[RECORDS FOR PROCESSING Boundary: Start]

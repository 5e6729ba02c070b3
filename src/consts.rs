//! Internal constants: command bytes, protocol defaults and bridge registers.

use std::time::Duration;

// --- Switching board command bytes ---
/// Write all channel states (payload: one active-low byte per shift register).
pub const CMD_SET_STATE_OF_ALL_CHANNELS: u8 = 0xA0;
/// Read all channel states (response: one active-low byte per shift register).
pub const CMD_GET_STATE_OF_ALL_CHANNELS: u8 = 0xA1;
/// Reboot the board; the bootloader comes up at its own address.
pub const CMD_REBOOT: u8 = 0xA2;
/// Restore the factory configuration (resets the bus address).
pub const CMD_RESET_CONFIG: u8 = 0xA3;
/// Query the number of shift registers fitted (absent on older firmware).
pub const CMD_GET_SHIFT_REGISTER_COUNT: u8 = 0xA6;

// Emulated PCA9505 output-port registers: 0x08 + port.
pub mod port {
    pub const OUTPUT_PORT_REGISTER: u8 = 0x08;
    /// Registers above 0x17 belong to the emulated config-IO block.
    pub const MAX_PORTS: u8 = 16;
    /// Set on the command byte to write consecutive registers in one transfer.
    pub const AUTO_INCREMENT: u8 = 1 << 7;
}

// --- Defaults ---
/// Bus address the board answers to after `reset_config`.
pub const FACTORY_BUS_ADDRESS: u8 = 10;
/// Bus address of the TWI bootloader.
pub const DEFAULT_BOOTLOADER_ADDRESS: u8 = 0x29;
/// Shift registers on a stock board, also reported for firmware lacking the count query.
pub const DEFAULT_SHIFT_REGISTER_COUNT: u8 = 5;
pub const CHANNELS_PER_REGISTER: usize = 8;

pub const RECOVERY_POLL_INTERVAL: Duration = Duration::from_millis(5);
pub const RECOVERY_MAX_ATTEMPTS: u32 = 2000;

// Persistent config record (layout owned by the base firmware).
pub const CONFIG_RECORD_OFFSET: u16 = 0;
pub const CONFIG_RECORD_SIZE: usize = 28;
pub const CONFIG_ADDRESS_OFFSET: usize = 10;

// --- XR2280x USB-HID I2C bridge ---
#[cfg(feature = "hid")]
pub mod xr2280x {
    /// Exar Corporation vendor ID.
    pub const EXAR_VID: u16 = 0x04E2;
    /// Product ID of the I2C HID interface (common for XR22800/1/2/4).
    pub const I2C_PID: u16 = 0x1100;

    pub const REPORT_ID_WRITE_HID_REGISTER: u8 = 0x3C;

    pub const REG_SCL_LOW: u16 = 0x0341;
    pub const REG_SCL_HIGH: u16 = 0x0342;

    /// SCL timing is counted in cycles of the bridge's 60 MHz core clock.
    pub const CORE_CLOCK_KHZ: u32 = 60_000;
    pub const MAX_SPEED_KHZ: u32 = 400;
    /// Minimum (low, high) SCL cycles: 4.2 us / 4.0 us in standard mode.
    pub const STANDARD_MODE_MIN_SCL_CYCLES: (u32, u32) = (252, 240);
    /// Minimum (low, high) SCL cycles: 1.3 us / 0.6 us in fast mode.
    pub const FAST_MODE_MIN_SCL_CYCLES: (u32, u32) = (78, 36);

    pub const REPORT_MAX_DATA_SIZE: usize = 32;
    // Flags(1) + WrSize(1) + RdSize(1) + SlaveAddr(1) + Data(32)
    pub const OUT_REPORT_WRITE_BUF_SIZE: usize = 36;
    // Flags(1) + WrSize(1) + RdSize(1) + Reserved(1) + Data(32)
    pub const IN_REPORT_READ_BUF_SIZE: usize = 36;

    pub const DEFAULT_TIMEOUT_MS: i32 = 500;
    pub const SCAN_TIMEOUT_MS: i32 = 25;
    pub const SCAN_FIRST_ADDRESS: u8 = 0x08;
    pub const SCAN_LAST_ADDRESS: u8 = 0x77;

    pub mod out_flags {
        pub const START_BIT: u8 = 1 << 0;
        pub const STOP_BIT: u8 = 1 << 1;
    }

    pub mod in_flags {
        pub const REQUEST_ERROR: u8 = 1 << 0;
        pub const NAK_RECEIVED: u8 = 1 << 1;
        pub const ARBITRATION_LOST: u8 = 1 << 2;
        pub const TIMEOUT: u8 = 1 << 3;
    }
}
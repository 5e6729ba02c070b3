//! Persistent device configuration, read and written through the bootloader.

use crate::address::BusAddress;
use crate::bus::{Bootloader, BusProxy};
use crate::consts;
use crate::error::{Error, Result};
use log::{debug, trace};

/// Size of the persistent config record and where its bus-address byte sits.
///
/// The record layout belongs to the base firmware; only the address byte is
/// interpreted here.
#[derive(Debug, Clone, Copy, PartialEq, Eq)]
pub struct ConfigLayout {
    size: usize,
    address_offset: usize,
}

impl ConfigLayout {
    /// Creates a layout, checking the address byte falls inside the record.
    pub fn new(size: usize, address_offset: usize) -> Result<Self> {
        if address_offset >= size {
            return Err(Error::ArgumentOutOfRange(format!(
                "address offset {} outside config record of {} bytes",
                address_offset, size
            )));
        }
        Ok(Self {
            size,
            address_offset,
        })
    }

    /// Record size in bytes.
    pub fn size(&self) -> usize {
        self.size
    }

    /// Byte offset of the bus address within the record.
    pub fn address_offset(&self) -> usize {
        self.address_offset
    }
}

impl Default for ConfigLayout {
    fn default() -> Self {
        Self {
            size: consts::CONFIG_RECORD_SIZE,
            address_offset: consts::CONFIG_ADDRESS_OFFSET,
        }
    }
}

/// A copy of the board's persistent configuration record.
#[derive(Debug, Clone, PartialEq, Eq)]
pub struct DeviceConfig {
    layout: ConfigLayout,
    bytes: Vec<u8>,
}

impl DeviceConfig {
    /// Interprets raw EEPROM bytes as a record. Extra trailing bytes are ignored.
    pub fn from_bytes(layout: ConfigLayout, bytes: &[u8]) -> Result<Self> {
        if bytes.len() < layout.size {
            return Err(Error::ConfigRead {
                expected: layout.size,
                actual: bytes.len(),
            });
        }
        Ok(Self {
            layout,
            bytes: bytes[..layout.size].to_vec(),
        })
    }

    /// Raw address byte as stored. May be outside the 7-bit range on a blank EEPROM.
    pub fn bus_address(&self) -> u8 {
        self.bytes[self.layout.address_offset]
    }

    /// Returns a copy of this record with only the bus address changed.
    pub fn with_bus_address(&self, address: BusAddress) -> DeviceConfig {
        let mut config = self.clone();
        config.bytes[self.layout.address_offset] = address.value();
        config
    }

    pub fn layout(&self) -> ConfigLayout {
        self.layout
    }

    pub fn as_bytes(&self) -> &[u8] {
        &self.bytes
    }
}

/// Read/write access to the config record.
///
/// Only handed out by a held [`RecoverySession`](crate::recovery::RecoverySession):
/// a write outside recovery has no way to be made safe.
pub struct ConfigStore<'a> {
    bus: &'a mut dyn BusProxy,
    bootloader: &'a mut dyn Bootloader,
    layout: ConfigLayout,
}

impl<'a> ConfigStore<'a> {
    pub(crate) fn new(
        bus: &'a mut dyn BusProxy,
        bootloader: &'a mut dyn Bootloader,
        layout: ConfigLayout,
    ) -> Self {
        Self {
            bus,
            bootloader,
            layout,
        }
    }

    /// Reads the full record from offset 0.
    pub fn read(&mut self) -> Result<DeviceConfig> {
        let bytes = self.bootloader.read_persistent(
            &mut *self.bus,
            consts::CONFIG_RECORD_OFFSET,
            self.layout.size,
        )?;
        trace!("Config record: {:02X?}", bytes);
        let config = DeviceConfig::from_bytes(self.layout, &bytes)?;
        debug!(
            "Read config record ({} bytes), stored bus address 0x{:02X}",
            self.layout.size,
            config.bus_address()
        );
        Ok(config)
    }

    /// Writes the full record back to offset 0. No partial-write recovery.
    pub fn write(&mut self, config: &DeviceConfig) -> Result<()> {
        let offset = consts::CONFIG_RECORD_OFFSET;
        debug!(
            "Writing config record ({} bytes), bus address 0x{:02X}",
            config.as_bytes().len(),
            config.bus_address()
        );
        self.bootloader
            .write_persistent(&mut *self.bus, offset, config.as_bytes())
            .map_err(|e| Error::ConfigWrite {
                offset,
                source: Box::new(e),
            })
    }

    /// Reads the record, changes the bus address, and writes it back.
    pub fn update_bus_address(&mut self, address: BusAddress) -> Result<DeviceConfig> {
        let config = self.read()?.with_bus_address(address);
        self.write(&config)?;
        Ok(config)
    }
}
//! Command dispatch tests against a scripted bus.

mod common;

use common::{addr, init_logging, MockBus};
use hv_switching_board::{BoardOptions, BusAddress, Error, ShiftRegisterCount, SwitchingBoard};

fn board(bus: MockBus) -> SwitchingBoard<MockBus> {
    init_logging();
    SwitchingBoard::new(bus, addr(10))
}

fn board_with_registers(bus: MockBus, registers: u8) -> SwitchingBoard<MockBus> {
    init_logging();
    let options = BoardOptions {
        shift_register_count: ShiftRegisterCount::new(registers).unwrap(),
        ..BoardOptions::default()
    };
    SwitchingBoard::with_options(bus, addr(10), options)
}

#[test]
fn test_set_channel_states_message() {
    let mut board = board(MockBus::new());
    let mut state = vec![false; 40];
    state[0] = true;
    state[8] = true;
    state[39] = true;
    board.set_channel_states(&state).unwrap();

    let sends = &board.bus().sends;
    assert_eq!(sends.len(), 1);
    assert_eq!(sends[0].0, addr(10));
    assert_eq!(sends[0].1, vec![0xA0, 0xFE, 0xFE, 0xFF, 0xFF, 0x7F]);
}

#[test]
fn test_set_channel_states_rejects_bad_length_without_bus_traffic() {
    let mut board = board(MockBus::new());
    for len in [0usize, 39, 41] {
        let result = board.set_channel_states(&vec![true; len]);
        assert!(
            matches!(result, Err(Error::InvalidLength { expected: 40, actual }) if actual == len),
            "length {} should be rejected",
            len
        );
    }
    assert!(board.bus().sends.is_empty());
}

#[test]
fn test_get_channel_states_decodes_response() {
    let bus = MockBus::new().respond(0xA1, Ok(Some(vec![0xFE, 0xFF, 0xFF, 0xFF, 0x7F])));
    let mut board = board(bus);
    let state = board.get_channel_states().unwrap();

    assert_eq!(board.bus().sends[0].1, vec![0xA1]);
    assert_eq!(state.len(), 40);
    let on: Vec<usize> = (0..40).filter(|&i| state[i]).collect();
    assert_eq!(on, vec![0, 39]);
}

#[test]
fn test_get_channel_states_short_or_absent_response() {
    let bus = MockBus::new()
        .respond(0xA1, Ok(Some(vec![0xFF; 4])))
        .respond(0xA1, Ok(None));
    let mut board = board(bus);

    match board.get_channel_states() {
        Err(Error::ShortResponse {
            command,
            expected,
            actual,
        }) => {
            assert_eq!(command, 0xA1);
            assert_eq!(expected, 5);
            assert_eq!(actual, 4);
        }
        other => panic!("Expected ShortResponse, got {:?}", other),
    }
    assert!(matches!(
        board.get_channel_states(),
        Err(Error::ShortResponse { actual: 0, .. })
    ));
}

#[test]
fn test_channel_states_follow_geometry() {
    let bus = MockBus::new()
        .respond(0xA0, Ok(None))
        .respond(0xA1, Ok(Some(vec![0x00, 0xFF])));
    let mut board = board_with_registers(bus, 2);
    assert_eq!(board.channel_count(), 16);

    board.set_channel_states(&[true; 16]).unwrap();
    assert_eq!(board.bus().sends[0].1, vec![0xA0, 0x00, 0x00]);

    let state = board.get_channel_states().unwrap();
    assert_eq!(board.bus().sends[1].1, vec![0xA1]);
    assert_eq!(&state[..8], &[true; 8]);
    assert_eq!(&state[8..], &[false; 8]);
}

#[test]
fn test_shift_register_count_reported() {
    let mut board = board(MockBus::new().respond(0xA6, Ok(Some(vec![8]))));
    assert_eq!(board.get_shift_register_count().unwrap(), 8);
    assert_eq!(board.bus().sends[0].1, vec![0xA6]);
}

#[test]
fn test_shift_register_count_falls_back_for_older_firmware() {
    let bus = MockBus::new()
        .respond(0xA6, Ok(Some(Vec::new())))
        .respond(0xA6, Ok(None));
    let mut board = board(bus);
    assert_eq!(board.get_shift_register_count().unwrap(), 5);
    assert_eq!(board.get_shift_register_count().unwrap(), 5);
}

#[test]
fn test_shift_register_count_bus_failure_is_degraded_query() {
    let bus = MockBus::new().respond(0xA6, Err(Error::I2cNack { address: addr(10) }));
    let mut board = board(bus);
    match board.get_shift_register_count() {
        Err(Error::DegradedQuery { address, source }) => {
            assert_eq!(address, addr(10));
            assert!(matches!(*source, Error::I2cNack { .. }));
        }
        other => panic!("Expected DegradedQuery, got {:?}", other),
    }
}

#[test]
fn test_detect_shift_register_count_adopts_geometry() {
    let bus = MockBus::new()
        .respond(0xA6, Ok(Some(vec![3])))
        .respond(0xA6, Ok(Some(vec![0])));
    let mut board = board(bus);

    assert_eq!(board.detect_shift_register_count().unwrap().get(), 3);
    assert_eq!(board.channel_count(), 24);
    board.set_channel_states(&[false; 24]).unwrap();
    assert_eq!(board.bus().sends[1].1, vec![0xA0, 0xFF, 0xFF, 0xFF]);

    // A zero count is not a usable geometry; keep the previous one.
    assert!(matches!(
        board.detect_shift_register_count(),
        Err(Error::ArgumentOutOfRange(_))
    ));
    assert_eq!(board.channel_count(), 24);
}

#[test]
fn test_reset_config_restores_factory_address() {
    for previous in [0x10u8, 10, 0x7F] {
        let mut board = SwitchingBoard::new(MockBus::new(), addr(previous));
        board.reset_config().unwrap();
        assert_eq!(board.address(), BusAddress::FACTORY_DEFAULT);
        assert_eq!(board.address().value(), 10);
        assert_eq!(board.bus().writes, vec![(addr(previous), vec![0xA3])]);
    }
}

#[test]
fn test_reset_config_failure_keeps_address() {
    let bus = MockBus {
        fail_writes: true,
        ..MockBus::new()
    };
    let mut board = SwitchingBoard::new(bus, addr(0x20));
    assert!(board.reset_config().is_err());
    assert_eq!(board.address(), addr(0x20));
}

#[test]
fn test_set_port_states() {
    let mut board = board(MockBus::new());
    let mut states = [false; 8];
    states[2] = true;
    board.set_port_states(2, &states).unwrap();
    assert_eq!(board.bus().writes, vec![(addr(10), vec![0x0A, 0xFB])]);
    assert_eq!(board.bus().reads, vec![(addr(10), 1)]);
    assert_eq!(board.bus().registers[2], 0xFB);
    assert!(board.bus().sends.is_empty());

    assert!(matches!(
        board.set_port_states(5, &states),
        Err(Error::PortOutOfRange { port: 5, count: 5 })
    ));
    assert_eq!(board.bus().writes.len(), 1);
}

#[test]
fn test_port_states_reads_register() {
    let bus = MockBus::new().with_registers(&[0xFF, 0xFF, 0xFF, 0xFF, 0x7E]);
    let mut board = board(bus);
    let states = board.port_states(4).unwrap();
    assert_eq!(board.bus().writes[0].1, vec![0x0C]);
    assert_eq!(states, [true, false, false, false, false, false, false, true]);
}

#[test]
fn test_port_register_replies_have_no_length_prefix() {
    // Every channel on reads as a bare 0x00, which a length-prefixed read
    // would mistake for an empty response.
    let bus = MockBus::new().with_registers(&[0x00, 0xFB, 0xFF, 0xFF, 0xFF]);
    let mut board = board(bus);

    assert_eq!(board.port_states(0).unwrap(), [true; 8]);
    let mut expected = [false; 8];
    expected[2] = true;
    assert_eq!(board.port_states(1).unwrap(), expected);
    assert_eq!(board.bus().reads, vec![(addr(10), 1), (addr(10), 1)]);
    assert!(board.bus().sends.is_empty());
}

#[test]
fn test_port_states_without_reply() {
    let bus = MockBus::new().with_registers(&[0xFF]);
    let mut board = board(bus);
    assert!(matches!(
        board.port_states(3),
        Err(Error::ShortResponse {
            command: 0x0B,
            expected: 1,
            actual: 0
        })
    ));
}

#[test]
fn test_set_port_range_uses_auto_increment() {
    let mut board = board(MockBus::new());
    let mut states = vec![false; 16];
    states[0] = true;
    states[15] = true;
    board.set_port_range(1, &states).unwrap();
    assert_eq!(board.bus().writes[0].1, vec![0x89, 0xFE, 0x7F]);
    assert_eq!(board.bus().registers, vec![0xFF, 0xFE, 0x7F, 0xFF, 0xFF]);
    assert_eq!(board.bus().reads, vec![(addr(10), 1)]);
}

#[test]
fn test_set_port_range_validation() {
    let mut board = board(MockBus::new());
    assert!(matches!(
        board.set_port_range(0, &[true; 7]),
        Err(Error::ArgumentOutOfRange(_))
    ));
    assert!(matches!(
        board.set_port_range(0, &[]),
        Err(Error::ArgumentOutOfRange(_))
    ));
    assert!(matches!(
        board.set_port_range(4, &[true; 16]),
        Err(Error::PortOutOfRange { port: 5, count: 5 })
    ));
    assert!(board.bus().writes.is_empty());
}

#[test]
fn test_set_channel_read_modify_write() {
    // Register 1 currently has channel 8 on (bit 0 low).
    let bus = MockBus::new().with_registers(&[0xFF, 0xFE, 0xFF, 0xFF, 0xFF]);
    let mut board = board(bus);
    board.set_channel(11, true).unwrap();

    let writes = &board.bus().writes;
    assert_eq!(writes.len(), 2);
    assert_eq!(writes[0].1, vec![0x09]);
    assert_eq!(writes[1].1, vec![0x09, 0xF6]);
    assert_eq!(board.bus().registers[1], 0xF6);
}

#[test]
fn test_set_channel_out_of_range() {
    let mut board = board(MockBus::new());
    assert!(matches!(
        board.set_channel(40, true),
        Err(Error::ChannelOutOfRange {
            channel: 40,
            count: 40
        })
    ));
    assert!(board.bus().writes.is_empty());
}
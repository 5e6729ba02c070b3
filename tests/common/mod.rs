//! Scripted collaborators for exercising the driver without hardware.
#![allow(dead_code)]

use hv_switching_board::{Bootloader, BusAddress, BusProxy, Error, Result, Sleeper};
use std::cell::Cell;
use std::collections::{HashMap, VecDeque};
use std::time::Duration;

pub fn init_logging() {
    let _ = env_logger::builder().is_test(true).try_init();
}

pub fn addr(raw: u8) -> BusAddress {
    BusAddress::new(raw).unwrap()
}

/// Bus whose scans report each scripted address from a given scan onwards.
///
/// Length-prefixed responses are scripted per command byte. Port register
/// commands (0x08..0x18, optionally with the auto-increment bit) behave like
/// the board firmware: writes update `registers` and every access answers
/// with one bare register byte, collected through `read`.
#[derive(Default)]
pub struct MockBus {
    /// `(address, first scan it answers on)`, scans counted from 1.
    pub appearances: Vec<(BusAddress, u32)>,
    pub responses: HashMap<u8, VecDeque<Result<Option<Vec<u8>>>>>,
    pub writes: Vec<(BusAddress, Vec<u8>)>,
    pub sends: Vec<(BusAddress, Vec<u8>)>,
    pub reads: Vec<(BusAddress, usize)>,
    /// Raw (active-low) output port registers.
    pub registers: Vec<u8>,
    /// Bytes waiting to be collected by the next `read`.
    pub pending: Vec<u8>,
    pub scans: u32,
    pub fail_writes: bool,
}

impl MockBus {
    /// A bus with a stock 5-register board whose channels are all off.
    pub fn new() -> Self {
        Self {
            registers: vec![0xFF; 5],
            ..Self::default()
        }
    }

    pub fn appearing_at(mut self, address: BusAddress, scan: u32) -> Self {
        self.appearances.push((address, scan));
        self
    }

    /// Queues the response to the next `send` of `command`.
    pub fn respond(mut self, command: u8, response: Result<Option<Vec<u8>>>) -> Self {
        self.responses.entry(command).or_default().push_back(response);
        self
    }

    pub fn with_registers(mut self, registers: &[u8]) -> Self {
        self.registers = registers.to_vec();
        self
    }

    fn access_register(&mut self, message: &[u8]) -> bool {
        let (command, payload) = match message.split_first() {
            Some(split) => split,
            None => return false,
        };
        let register = command & 0x3F;
        if !(0x08..0x18).contains(&register) {
            return false;
        }
        let port = (register - 0x08) as usize;
        // Registers past the fitted ones do not answer.
        if port + payload.len().max(1) > self.registers.len() {
            self.pending.clear();
            return true;
        }
        self.pending = match payload {
            [] => vec![self.registers[port]],
            bytes => {
                self.registers[port..port + bytes.len()].copy_from_slice(bytes);
                vec![self.registers[port + bytes.len() - 1]]
            }
        };
        true
    }
}

impl BusProxy for MockBus {
    fn write(&mut self, address: BusAddress, bytes: &[u8]) -> Result<()> {
        if self.fail_writes {
            return Err(Error::I2cNack { address });
        }
        self.writes.push((address, bytes.to_vec()));
        if !self.access_register(bytes) {
            self.pending.clear();
        }
        Ok(())
    }

    fn send(&mut self, address: BusAddress, bytes: &[u8]) -> Result<Option<Vec<u8>>> {
        self.sends.push((address, bytes.to_vec()));
        bytes
            .first()
            .and_then(|command| self.responses.get_mut(command))
            .and_then(|queue| queue.pop_front())
            .unwrap_or(Ok(None))
    }

    fn read(&mut self, address: BusAddress, len: usize) -> Result<Vec<u8>> {
        self.reads.push((address, len));
        let len = len.min(self.pending.len());
        Ok(self.pending.drain(..len).collect())
    }

    fn scan(&mut self) -> Result<Vec<BusAddress>> {
        self.scans += 1;
        Ok(self
            .appearances
            .iter()
            .filter(|(_, from)| *from <= self.scans)
            .map(|(address, _)| *address)
            .collect())
    }
}

/// Bootloader backed by an in-memory EEPROM that records its calls in order.
pub struct MockBootloader {
    pub address: BusAddress,
    pub eeprom: Vec<u8>,
    pub calls: Vec<&'static str>,
    /// Serve only this many bytes from reads.
    pub short_read: Option<usize>,
    pub fail_write: bool,
}

impl MockBootloader {
    /// A bootloader at 0x29 whose 28-byte record stores `stored_address` at offset 10.
    pub fn new(stored_address: u8) -> Self {
        let mut eeprom: Vec<u8> = (0..32).map(|i| 0xA0 ^ i).collect();
        eeprom[10] = stored_address;
        Self {
            address: BusAddress::BOOTLOADER_DEFAULT,
            eeprom,
            calls: Vec::new(),
            short_read: None,
            fail_write: false,
        }
    }

    pub fn count(&self, call: &str) -> usize {
        self.calls.iter().filter(|c| **c == call).count()
    }
}

impl Bootloader for MockBootloader {
    fn address(&self) -> BusAddress {
        self.address
    }

    fn read_persistent(
        &mut self,
        _bus: &mut dyn BusProxy,
        offset: u16,
        size: usize,
    ) -> Result<Vec<u8>> {
        self.calls.push("read");
        let start = offset as usize;
        let len = self.short_read.unwrap_or(size).min(size);
        Ok(self.eeprom[start..start + len].to_vec())
    }

    fn write_persistent(&mut self, _bus: &mut dyn BusProxy, offset: u16, bytes: &[u8]) -> Result<()> {
        self.calls.push("write");
        if self.fail_write {
            return Err(Error::Transport("EEPROM write rejected".to_string()));
        }
        let start = offset as usize;
        self.eeprom[start..start + bytes.len()].copy_from_slice(bytes);
        Ok(())
    }

    fn abort_boot_timeout(&mut self, _bus: &mut dyn BusProxy) -> Result<()> {
        self.calls.push("abort");
        Ok(())
    }

    fn start_application(&mut self, _bus: &mut dyn BusProxy) -> Result<()> {
        self.calls.push("start");
        Ok(())
    }
}

/// Records sleeps instead of blocking.
#[derive(Default)]
pub struct CountingSleeper {
    pub sleeps: Cell<u32>,
    pub total: Cell<Duration>,
}

impl Sleeper for CountingSleeper {
    fn sleep(&self, duration: Duration) {
        self.sleeps.set(self.sleeps.get() + 1);
        self.total.set(self.total.get() + duration);
    }
}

[RECORDS FOR PROCESSING Boundary: End]

• _TASK DESCRIPTION_
Return every line from the material that contains the word "payload".

• _EXPECTED ANSWER_
/// Write all channel states (payload: one active-low byte per shift register).
        let (command, payload) = match message.split_first() {
        if port + payload.len().max(1) > self.registers.len() {
        self.pending = match payload {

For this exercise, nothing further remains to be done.